▶ _Description of the task_
Nothing before the line containing "mod connect;" belongs in the answer; quote that line and all lines after it through the end of the material, word for word.

++++++++

use anyhow::{bail, Context, Result};
use zlayer_relay::server::ForwardMode;
use zlayer_relay::{RegisterRequest, RegisterResponse};

/// Body for a registration call
pub(crate) fn registration_body(local_api: Option<String>, relay: bool) -> RegisterRequest {
    RegisterRequest {
        mode: relay.then_some(ForwardMode::Relay),
        local_api,
    }
}

/// Register an origin with the relay and print the response as JSON
pub(crate) async fn register(server: &str, local_api: Option<String>, relay: bool) -> Result<()> {
    let url = format!("{}/register", server.trim_end_matches('/'));
    let body = registration_body(local_api, relay);

    let response = reqwest::Client::new()
        .post(&url)
        .json(&body)
        .send()
        .await
        .with_context(|| format!("failed to reach relay at {url}"))?;

    let status = response.status();
    if !status.is_success() {
        let text = response.text().await.unwrap_or_default();
        bail!("registration failed ({status}): {text}");
    }

    let registration: RegisterResponse = response
        .json()
        .await
        .context("invalid registration response")?;
    println!("{}", serde_json::to_string_pretty(&registration)?);
    Ok(())
}

#[cfg(test)]
mod tests {
    use super::*;

    #[test]
    fn test_registration_body_direct() {
        let body = registration_body(Some("http://localhost:3000".to_string()), false);
        let json = serde_json::to_value(&body).unwrap();
        assert_eq!(json["local_api"], "http://localhost:3000");
        assert!(json.get("mode").map_or(true, serde_json::Value::is_null));
    }

    #[test]
    fn test_registration_body_relay() {
        let json = serde_json::to_value(registration_body(None, true)).unwrap();
        assert_eq!(json["mode"], "relay");
    }

    #[tokio::test]
    async fn test_register_unreachable_relay() {
        let listener = std::net::TcpListener::bind("127.0.0.1:0").unwrap();
        let addr = listener.local_addr().unwrap();
        drop(listener);

        assert!(register(&format!("http://{addr}"), None, true).await.is_err());
    }
}
//! Subcommand implementations

mod connect;
mod register;
pub(crate) mod serve;

pub(crate) use connect::connect;
pub(crate) use register::register;
pub(crate) use serve::serve;

use tracing::{info, warn};

/// Resolves when SIGINT or SIGTERM is received
pub(crate) async fn shutdown_signal() {
    let ctrl_c = async {
        if let Err(e) = tokio::signal::ctrl_c().await {
            warn!(error = %e, "failed to install Ctrl+C handler");
            std::future::pending::<()>().await;
        }
    };

    #[cfg(unix)]
    let terminate = async {
        match tokio::signal::unix::signal(tokio::signal::unix::SignalKind::terminate()) {
            Ok(mut signal) => {
                signal.recv().await;
            }
            Err(e) => {
                warn!(error = %e, "failed to install SIGTERM handler");
                std::future::pending::<()>().await;
            }
        }
    };

    #[cfg(not(unix))]
    let terminate = std::future::pending::<()>();

    tokio::select! {
        () = ctrl_c => {},
        () = terminate => {},
    }

    info!("Shutdown signal received, starting graceful shutdown");
}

++++++++

▶ _Task solution_
mod connect;
mod register;
pub(crate) mod serve;

pub(crate) use connect::connect;
pub(crate) use register::register;
pub(crate) use serve::serve;

use tracing::{info, warn};

/// Resolves when SIGINT or SIGTERM is received
pub(crate) async fn shutdown_signal() {
    let ctrl_c = async {
        if let Err(e) = tokio::signal::ctrl_c().await {
            warn!(error = %e, "failed to install Ctrl+C handler");
            std::future::pending::<()>().await;
        }
    };

    #[cfg(unix)]
    let terminate = async {
        match tokio::signal::unix::signal(tokio::signal::unix::SignalKind::terminate()) {
            Ok(mut signal) => {
                signal.recv().await;
            }
            Err(e) => {
                warn!(error = %e, "failed to install SIGTERM handler");
                std::future::pending::<()>().await;
            }
        }
    };

    #[cfg(not(unix))]
    let terminate = std::future::pending::<()>();

    tokio::select! {
        () = ctrl_c => {},
        () = terminate => {},
    }

    info!("Shutdown signal received, starting graceful shutdown");
}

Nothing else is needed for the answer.